Research Projects

Long-Term Methodological Projects:

The characteristics of available data often influence application driven methodological research. Thus, the advent of remote sensing instruments, high-throughput technology, social networking, and other technologies, has led to a new era in statistics. Specifically, methodology is needed for analyzing high-dimensional data that have many different sources of dependency. There are natural difficulties that occur when analyzing these modern datasets. In particular, one would like to leverage information from these dependencies to improve the precision of estimates. However, this may not be possible due to the dimension of the dataset. My research focus is primarily devoted to developing application driven methodology for big spatio-temporal data that exhibit dependencies over different variables and/or spatio-temporal scales. I often refer to this type of data as "complex dependent data," and by "complex" I mean that there are several sources of dependency.

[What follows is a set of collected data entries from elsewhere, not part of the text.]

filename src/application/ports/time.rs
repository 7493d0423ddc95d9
// src/application/ports/time.rs
use chrono::{DateTime, Utc};

pub trait Clock: Send + Sync {
    fn now(&self) -> DateTime<Utc>;
}
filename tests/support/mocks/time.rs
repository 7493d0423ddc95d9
// tests/support/mocks/time.rs
use std::sync::Mutex;

use articled::application::ports::time::Clock;
use chrono::{DateTime, Duration, Utc};

/// Clock that returns a fixed instant and can be advanced by tests.
pub struct FixedClock {
    now: Mutex<DateTime<Utc>>,
}

impl FixedClock {
    pub fn new(now: DateTime<Utc>) -> Self {
        Self {
            now: Mutex::new(now),
        }
    }

    pub fn advance(&self, delta: Duration) {
        let mut now = self.now.lock().unwrap();
        *now += delta;
    }
}

impl Clock for FixedClock {
    fn now(&self) -> DateTime<Utc> {
        *self.now.lock().unwrap()
    }
}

To develop models that allow for several sources of dependency it is often easier to start with fewer sources of dependency, and as a result, much of my work has been done in the spatial-only data setting. Also, several of the methods I propose are Bayesian in nature, and consequently, I have been developing some Bayesian methods with the purpose of analyzing complex dependent data.

The links below lead to more details on my research.

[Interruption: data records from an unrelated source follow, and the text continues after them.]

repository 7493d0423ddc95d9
use std::sync::Arc;

use crate::domain::article::ArticleRepository;

pub struct ArticleQueryService {
    pub(super) repo: Arc<dyn ArticleRepository>,
}

impl ArticleQueryService {
    pub fn new(repo: Arc<dyn ArticleRepository>) -> Self {
        Self { repo }
    }
}
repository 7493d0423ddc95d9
// src/application/commands/articles/service.rs
use std::sync::Arc;

use crate::{application::ports::time::Clock, domain::article::ArticleRepository};

pub struct ArticleCommandService {
    pub(super) repo: Arc<dyn ArticleRepository>,
    pub(super) clock: Arc<dyn Clock>,
}

impl ArticleCommandService {
    pub fn new(repo: Arc<dyn ArticleRepository>, clock: Arc<dyn Clock>) -> Self {
        Self { repo, clock }
    }
}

Applications of Primary Interest:

Multivariate spatio-temporal and multiscale spatio-temporal datasets have become commonplace, and there is a clear need to develop statistical methodology to analyze them. For example, multiscale multivariate spatio-temporal public-use estimates are provided through the US Census Bureau’s American Community Survey (ACS). In particular, there are 1-year and 5-year multiyear period estimates (MYE), and margins of errors, for multiple demographic and socio-economic variables over different predefined geographies. Remote sensing instruments collect a countless number of variables over the globe and over discrete time. The CDC and NIH collect several health indicators over US counties over time, in-part, to monitor the well-being of US citizens. The nature of these datasets have motivated me to answer important inferential questions to official statistics, environmental statistics, and survival analysis.